(Beginning of Excerpted records)
//! Engine constants and tunable thresholds.
//!
//! Every numeric knob of the diagnostics engine lives here with its default
//! from the output contract: safe padding, out-of-bounds epsilon, minimum
//! overlap area, severity multipliers, the priority→minimum-font tier table,
//! and the advisory change budgets for high-priority elements. An optional
//! `slidedoctor.toml` overrides individual values; everything absent keeps its
//! default, and unknown fields are ignored (TOML deserialization tolerance)
//! so the file can grow without breaking older binaries.
//!
//! The raw parsed file is kept separate from the resolved [`EngineConfig`]:
//! resolution sorts the font tier table descending by priority (logging when
//! it had to reorder) and drops tiers with non-positive minimums. The engine
//! receives the resolved form, loaded once at startup, and never mutates it.
//!
//! Slide dimensions and safe padding are properties of the *documents* (the
//! extractor records what it measured); the constants here only seed schema
//! defaults and are not re-read by detectors.

use anyhow::Result;
use serde::Deserialize;
use std::{fs, path::PathBuf};
use tracing::{info, warn};

pub mod constants {
    //! Contract defaults. Tunable via `slidedoctor.toml`; these are the values
    //! used when no override is present.

    pub const SLIDE_W: f64 = 1280.0;
    pub const SLIDE_H: f64 = 720.0;
    pub const SAFE_PADDING: f64 = 8.0;
    /// Overshoot below this (in px) is measurement noise, not a defect.
    pub const OOB_EPS_PX: f64 = 1.0;
    /// Safe-box intersections smaller than this (px²) are ignored.
    pub const MIN_OVERLAP_AREA_PX: f64 = 100.0;
    /// Overlap severity multiplier when either element carries text.
    pub const TEXT_OVERLAP_SEVERITY_MULT: f64 = 2.0;
    /// A text box taller than `content × ratio` is suspiciously empty.
    pub const UNDERFLOW_RATIO: f64 = 1.5;
    /// Slack added to resize suggestions so the fix does not land exactly flush.
    pub const HINT_BUFFER_PX: f64 = 4.0;
    /// Planner-facing floor on content coverage of the slide area.
    pub const WHITESPACE_COVERAGE_MIN: f64 = 0.15;
    pub const TOPOLOGY_SEVERITY: i64 = 1000;
    pub const DEFAULT_Z_INDEX: i32 = 0;
    /// Descending `(priority threshold, min font px)` tiers.
    pub const MIN_FONT_BY_PRIORITY: [(i64, i64); 2] = [(90, 32), (50, 16)];
    /// Elements at or above this priority get advisory change budgets.
    pub const HIGH_PRIORITY_THRESHOLD: i64 = 90;
    pub const POSITION_BUDGET_PX: i64 = 32;
    pub const SIZE_BUDGET_PX: i64 = 16;
}

use constants::*;

/// One row of the minimum-font table: elements with `priority ≥ priority`
/// must render at `min_px` or larger.
#[derive(Debug, Clone, Copy, PartialEq, Eq)]
pub struct FontTier {
    pub priority: i64,
    pub min_px: i64,
}

// -------------------------------------------------------------------------------------------------
// Raw TOML shape
// -------------------------------------------------------------------------------------------------

#[derive(Debug, Deserialize, Clone)]
struct ThresholdsSection {
    #[serde(default = "d_oob_eps")]
    oob_eps_px: f64,
    #[serde(default = "d_min_overlap")]
    min_overlap_area_px: f64,
    #[serde(default = "d_text_mult")]
    text_overlap_severity_mult: f64,
    #[serde(default = "d_underflow")]
    underflow_ratio: f64,
    #[serde(default = "d_hint_buffer")]
    hint_buffer_px: f64,
    #[serde(default = "d_coverage")]
    whitespace_coverage_min: f64,
    #[serde(default = "d_topology")]
    topology_severity: i64,
}

impl Default for ThresholdsSection {
    fn default() -> Self {
        Self {
            oob_eps_px: OOB_EPS_PX,
            min_overlap_area_px: MIN_OVERLAP_AREA_PX,
            text_overlap_severity_mult: TEXT_OVERLAP_SEVERITY_MULT,
            underflow_ratio: UNDERFLOW_RATIO,
            hint_buffer_px: HINT_BUFFER_PX,
            whitespace_coverage_min: WHITESPACE_COVERAGE_MIN,
            topology_severity: TOPOLOGY_SEVERITY,
        }
    }
}

fn d_oob_eps() -> f64 {
    OOB_EPS_PX
}
fn d_min_overlap() -> f64 {
    MIN_OVERLAP_AREA_PX
}
fn d_text_mult() -> f64 {
    TEXT_OVERLAP_SEVERITY_MULT
}
fn d_underflow() -> f64 {
    UNDERFLOW_RATIO
}
fn d_hint_buffer() -> f64 {
    HINT_BUFFER_PX
}
fn d_coverage() -> f64 {
    WHITESPACE_COVERAGE_MIN
}
fn d_topology() -> i64 {
    TOPOLOGY_SEVERITY
}

#[derive(Debug, Deserialize, Clone)]
struct FontsSection {
    /// `[[priority, min_px], …]`, highest priority first.
    #[serde(default = "d_tiers")]
    tiers: Vec<[i64; 2]>,
}

impl Default for FontsSection {
    fn default() -> Self {
        Self { tiers: d_tiers() }
    }
}

fn d_tiers() -> Vec<[i64; 2]> {
    MIN_FONT_BY_PRIORITY.iter().map(|&(p, m)| [p, m]).collect()
}

#[derive(Debug, Deserialize, Clone)]
struct BudgetSection {
    #[serde(default = "d_threshold")]
    high_priority_threshold: i64,
    #[serde(default = "d_pos_budget")]
    position_budget_px: i64,
    #[serde(default = "d_size_budget")]
    size_budget_px: i64,
}

impl Default for BudgetSection {
    fn default() -> Self {
        Self {
            high_priority_threshold: HIGH_PRIORITY_THRESHOLD,
            position_budget_px: POSITION_BUDGET_PX,
            size_budget_px: SIZE_BUDGET_PX,
        }
    }
}

fn d_threshold() -> i64 {
    HIGH_PRIORITY_THRESHOLD
}
fn d_pos_budget() -> i64 {
    POSITION_BUDGET_PX
}
fn d_size_budget() -> i64 {
    SIZE_BUDGET_PX
}

#[derive(Debug, Deserialize, Default, Clone)]
struct ConfigFile {
    #[serde(default)]
    thresholds: ThresholdsSection,
    #[serde(default)]
    fonts: FontsSection,
    #[serde(default)]
    budget: BudgetSection,
}

// -------------------------------------------------------------------------------------------------
// Resolved configuration
// -------------------------------------------------------------------------------------------------

/// Resolved, immutable engine tuning. Built once at startup.
#[derive(Debug, Clone, PartialEq)]
pub struct EngineConfig {
    pub oob_eps_px: f64,
    pub min_overlap_area_px: f64,
    pub text_overlap_severity_mult: f64,
    pub underflow_ratio: f64,
    pub hint_buffer_px: f64,
    pub whitespace_coverage_min: f64,
    pub topology_severity: i64,
    /// Sorted descending by `priority`.
    pub font_tiers: Vec<FontTier>,
    pub high_priority_threshold: i64,
    pub position_budget_px: i64,
    pub size_budget_px: i64,
}

impl Default for EngineConfig {
    fn default() -> Self {
        ConfigFile::default().resolve()
    }
}

impl EngineConfig {
    /// Minimum font size for `priority`: the first tier (scanning highest
    /// threshold first) whose threshold is ≤ the priority. `None` when no
    /// tier applies — the element has no font floor.
    pub fn min_font_for_priority(&self, priority: i64) -> Option<i64> {
        self.font_tiers
            .iter()
            .find(|tier| tier.priority <= priority)
            .map(|tier| tier.min_px)
    }
}

impl ConfigFile {
    fn resolve(self) -> EngineConfig {
        let mut tiers: Vec<FontTier> = self
            .fonts
            .tiers
            .iter()
            .filter(|t| {
                if t[1] <= 0 {
                    warn!(target: "config", priority = t[0], min_px = t[1], "font_tier_dropped_nonpositive_min");
                    false
                } else {
                    true
                }
            })
            .map(|t| FontTier {
                priority: t[0],
                min_px: t[1],
            })
            .collect();
        let sorted = tiers.windows(2).all(|w| w[0].priority >= w[1].priority);
        if !sorted {
            tiers.sort_by(|a, b| b.priority.cmp(&a.priority));
            warn!(target: "config", "font_tiers_reordered_descending");
        }

        EngineConfig {
            oob_eps_px: self.thresholds.oob_eps_px,
            min_overlap_area_px: self.thresholds.min_overlap_area_px,
            text_overlap_severity_mult: self.thresholds.text_overlap_severity_mult,
            underflow_ratio: self.thresholds.underflow_ratio,
            hint_buffer_px: self.thresholds.hint_buffer_px,
            whitespace_coverage_min: self.thresholds.whitespace_coverage_min,
            topology_severity: self.thresholds.topology_severity,
            font_tiers: tiers,
            high_priority_threshold: self.budget.high_priority_threshold,
            position_budget_px: self.budget.position_budget_px,
            size_budget_px: self.budget.size_budget_px,
        }
    }
}

/// Best-effort config path following platform conventions (XDG / AppData
/// Roaming), preferring a local `slidedoctor.toml` first.
pub fn discover() -> PathBuf {
    let local = PathBuf::from("slidedoctor.toml");
    if local.exists() {
        return local;
    }
    if let Some(dir) = dirs::config_dir() {
        return dir.join("slidedoctor").join("slidedoctor.toml");
    }
    PathBuf::from("slidedoctor.toml")
}

/// Load the engine configuration from `path` (or the discovered location).
/// A missing file yields the defaults; a malformed file is an error — silent
/// fallback would hide a typo in a threshold the operator meant to change.
pub fn load_from(path: Option<PathBuf>) -> Result<EngineConfig> {
    let path = path.unwrap_or_else(discover);
    match fs::read_to_string(&path) {
        Ok(content) => {
            let file: ConfigFile = toml::from_str(&content)
                .map_err(|e| anyhow::anyhow!("config parse error in {}: {e}", path.display()))?;
            let cfg = file.resolve();
            info!(
                target: "config",
                path = %path.display(),
                tiers = cfg.font_tiers.len(),
                min_overlap_area_px = cfg.min_overlap_area_px,
                "config_loaded"
            );
            Ok(cfg)
        }
        Err(_) => {
            info!(target: "config", path = %path.display(), "config_missing_using_defaults");
            Ok(EngineConfig::default())
        }
    }
}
(End of Excerpted records)
The problem: Go through the records above line by line and say how many lines include "collect", giving only that number.

Response: 2